* [Task objective]
Please give every entry again, exactly as it reads.

Data for this task: Begin

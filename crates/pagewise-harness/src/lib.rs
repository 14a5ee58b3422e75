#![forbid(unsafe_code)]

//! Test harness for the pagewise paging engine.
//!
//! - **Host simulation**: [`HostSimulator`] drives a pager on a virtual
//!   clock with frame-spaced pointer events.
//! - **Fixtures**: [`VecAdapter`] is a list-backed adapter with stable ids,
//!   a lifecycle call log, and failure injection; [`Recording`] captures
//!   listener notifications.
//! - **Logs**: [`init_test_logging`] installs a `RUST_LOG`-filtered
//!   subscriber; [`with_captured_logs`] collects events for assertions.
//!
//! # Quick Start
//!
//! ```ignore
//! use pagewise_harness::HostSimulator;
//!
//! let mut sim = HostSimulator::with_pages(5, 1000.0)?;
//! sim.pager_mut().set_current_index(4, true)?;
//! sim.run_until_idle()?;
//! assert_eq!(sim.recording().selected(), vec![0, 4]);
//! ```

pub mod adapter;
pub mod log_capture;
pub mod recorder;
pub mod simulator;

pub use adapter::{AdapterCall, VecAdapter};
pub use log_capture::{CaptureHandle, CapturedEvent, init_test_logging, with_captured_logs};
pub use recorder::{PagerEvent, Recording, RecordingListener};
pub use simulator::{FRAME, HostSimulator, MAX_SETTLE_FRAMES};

Data for this task: End

* [Expected output]
filename crates/pagewise-harness/src/lib.rs
repository 14a5ee58b3422e75
#![forbid(unsafe_code)]

//! Test harness for the pagewise paging engine.
//!
//! - **Host simulation**: [`HostSimulator`] drives a pager on a virtual
//!   clock with frame-spaced pointer events.
//! - **Fixtures**: [`VecAdapter`] is a list-backed adapter with stable ids,
//!   a lifecycle call log, and failure injection; [`Recording`] captures
//!   listener notifications.
//! - **Logs**: [`init_test_logging`] installs a `RUST_LOG`-filtered
//!   subscriber; [`with_captured_logs`] collects events for assertions.
//!
//! # Quick Start
//!
//! ```ignore
//! use pagewise_harness::HostSimulator;
//!
//! let mut sim = HostSimulator::with_pages(5, 1000.0)?;
//! sim.pager_mut().set_current_index(4, true)?;
//! sim.run_until_idle()?;
//! assert_eq!(sim.recording().selected(), vec![0, 4]);
//! ```

pub mod adapter;
pub mod log_capture;
pub mod recorder;
pub mod simulator;

pub use adapter::{AdapterCall, VecAdapter};
pub use log_capture::{CaptureHandle, CapturedEvent, init_test_logging, with_captured_logs};
pub use recorder::{PagerEvent, Recording, RecordingListener};
pub use simulator::{FRAME, HostSimulator, MAX_SETTLE_FRAMES};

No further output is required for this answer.